A buckwheat protein product (BWP) was prepared from buckwheat flour according to the process described elsewhere (Kayashita et al. 1995 ). The composition of BWP was as follows (g/kg): water, 101; protein, 619; lipids, 113; and nonfiber carbohydrate, 113. Compositions of amino acids and lipids in BWP were described in our recent report (Kayashita et al. 1997 ). Compositions of amino acid in SPI and casein were also described elsewhere (Kayashita et al. 1995 ). Soybean protein isolate (SPI) and casein were purchased from Nissin Oil Manufacture (Tokyo, Japan) and oriental Yeast (Tokyo, Japan), respectively.

Animals and diets.

Male Golden Syrian hamsters weighing 63–83 g were purchased from Japan SLC (Shizuoka, Japan). Hamsters were cared for in accordance with guidelines established by the Japanese Society of Nutrition and Food Science. The hamsters were housed individually in an air-conditioned room (22–24°C with a 12-h light cycle); they had free access to the experimental diets and deionized water. The hamsters were divided into three groups of eight. The diets (Table 1 ) were prepared according to the recommendations of the AIN (1977) . The dietary fat level was adjusted to 100 g/kg by adding corn oil. Cholesterol was added to the experimental diets at 5 g/kg (Fornal et al. 1981 ). The hamsters were fed these diets for 2 wk. After the experimental period, food was removed from the cages at 0800 h. Blood samples were collected from the abdominal vena cava in hamsters under anesthesia with diethyl ether (1300–1500 h). Plasma was isolated by centrifugation at low speed (3000 x g for 10 min). The bile was collected rapidly from gallbladder, and the liver was then excised and weighed. Feces were collected for the final 3 d of the experimental period.

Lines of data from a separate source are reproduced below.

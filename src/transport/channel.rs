//! Channel-backed transport.
//!
//! `send` copies the frame into a bounded outbox channel; the transport
//! task owning the physical link drains it. A full outbox means the link
//! is still busy with earlier frames and is reported as
//! [`SendError::Busy`], never waited on.

use core::sync::atomic::{AtomicBool, Ordering};

use embassy_sync::blocking_mutex::raw::CriticalSectionRawMutex;
use embassy_sync::channel::{Channel, TrySendError};

use super::Transport;
use crate::config::OUTBOX_DEPTH;
use crate::error::SendError;
use crate::msg::{self, Message};

/// Outbound queue of one port.
pub type Outbox = Channel<CriticalSectionRawMutex, Message, OUTBOX_DEPTH>;

pub struct ChannelTransport<'a> {
    outbox: &'a Outbox,
    connected: AtomicBool,
}

impl<'a> ChannelTransport<'a> {
    /// Create a transport over `outbox`, initially disconnected.
    pub const fn new(outbox: &'a Outbox) -> Self {
        Self {
            outbox,
            connected: AtomicBool::new(false),
        }
    }

    /// Update link state. Called by the transport task on
    /// connect/disconnect (USB configured, BLE link up/down).
    pub fn set_connected(&self, connected: bool) {
        let was = self.connected.swap(connected, Ordering::AcqRel);
        if was != connected {
            info!("transport connected={}", connected);
        }
        if !connected {
            // Frames queued for a dead link would be delivered to the next peer.
            self.outbox.clear();
        }
    }

    pub fn is_connected(&self) -> bool {
        self.connected.load(Ordering::Acquire)
    }
}

impl Transport for ChannelTransport<'_> {
    fn send(&self, data: &[u8]) -> Result<(), SendError> {
        if !self.is_connected() {
            return Err(SendError::NotConnected);
        }

        let frame: Message = msg::copy_from(data).map_err(|_| SendError::PayloadTooLarge)?;

        match self.outbox.try_send(frame) {
            Ok(()) => Ok(()),
            Err(TrySendError::Full(_)) => {
                debug!("outbox full, dropping {} byte frame", data.len());
                Err(SendError::Busy)
            }
        }
    }

    fn is_ready(&self) -> bool {
        self.is_connected() && !self.outbox.is_full()
    }
}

Plasma concentrations of total cholesterol, HDL cholesterol, triglyceride and phospholipids were measured using enzymatic kits (Total cholesterol C-Test Wako, Triglyceride G-Test Wako and Phospholipid-B Test Wako, respectively; Wako Pure Chemical, Osaka, Japan) as described elsewhere (Kayashita et al. 1997 ). Hepatic lipids were extracted as described by Folch et al. (1957) . Total cholesterol, triglyceride and phospholipids in liver lipid were measured using the kits described above.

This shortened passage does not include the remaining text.